Was it because of her controversial upbringing? Was it because of her parents? Was it because she went through a psychological turmoil in her adult life that caused considerable crises within her identity as a bi-racial woman? These questions and many more must be addressed, but most important are the works she left behind in her brief life, not only the ones that are completed such as the orchestral scherzo Rumplestiltskin and her two versions of the Nile Fantasy for piano and orchestra, but many unfinished or barely completed works such as her setting of T.S. Eliot's "The Love Song of J. Alfred Prufrock".
Ms. Schuyler's music has always been on my mind for over thirty years since I went to the Schomburg branch of the New York Public Library and reviewed the manuscripts of her scores. The good news is that the scores and parts for her completed orchestral works are intact and need minor editing, and her solo piano works are also in excellent order. All it would take is someone with capital to burn for someone - either John McLaughlin Williams, or myself, or both of us - to record her music and make it available for the public to decide about her compositions, but most important, also add a piece to the puzzle about this complex and intriguing American woman.

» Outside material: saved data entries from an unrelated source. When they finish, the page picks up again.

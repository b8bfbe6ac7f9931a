use std::collections::HashMap;
use std::sync::Arc;

use super::model::TemplateFlowSet;

// Lives for one decode pass; templates never carry over to the next datagram.
#[derive(Debug, Default)]
pub struct TemplateRegistry {
    templates: HashMap<u16, Arc<TemplateFlowSet>>,
}

impl TemplateRegistry {
    pub fn new() -> Self {
        Self::default()
    }

    pub fn register(&mut self, template: Arc<TemplateFlowSet>) {
        self.templates.insert(template.template_id(), template);
    }

    pub fn resolve(&self, template_id: u16) -> Option<Arc<TemplateFlowSet>> {
        self.templates.get(&template_id).cloned()
    }

    pub fn len(&self) -> usize {
        self.templates.len()
    }

    pub fn is_empty(&self) -> bool {
        self.templates.is_empty()
    }
}

#[cfg(test)]
mod tests {
    use std::sync::Arc;

    use super::TemplateRegistry;
    use crate::protocols::netflow_v9::model::TemplateFlowSet;

    #[test]
    fn resolves_registered_templates_only() {
        let mut registry = TemplateRegistry::new();
        assert!(registry.resolve(256).is_none());

        registry.register(Arc::new(TemplateFlowSet::new(0, 256, [(8, 4)])));
        assert_eq!(registry.len(), 1);
        assert_eq!(registry.resolve(256).unwrap().template_id(), 256);
        assert!(registry.resolve(257).is_none());
    }

    #[test]
    fn later_template_replaces_earlier_one() {
        let mut registry = TemplateRegistry::new();
        registry.register(Arc::new(TemplateFlowSet::new(0, 256, [(8, 4)])));
        registry.register(Arc::new(TemplateFlowSet::new(0, 256, [(8, 4), (12, 4)])));

        assert_eq!(registry.len(), 1);
        assert_eq!(registry.resolve(256).unwrap().fields().len(), 2);
    }
}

Thus, we have here an example of that extremist dynamic. I could write reams about other examples. And it has itself here done damage. When you put up those posts, I did myself post comments about Schuyler, Dean Dixon, and Winifred Atwell (whose recording of the Grieg concerto is on YT). I think we discussed others also. The intent of your posts and others' comments was to shine a light on the injustice in the way racial discrimination affected or destroyed the great talents of musicians, most notably in the U.S., so there is irony in Google's censorship, as well as idiocy. In that the topic of the posts went back some 70-plus years, this is in fact censorship of historical writing. It is censorship of knowledge, knowledge of an issue people should be informed on. I'm frankly glad I got out of academe before this became rampant in universities. It is a menace to Knowledge, a menace to Truth, and it is intolerable.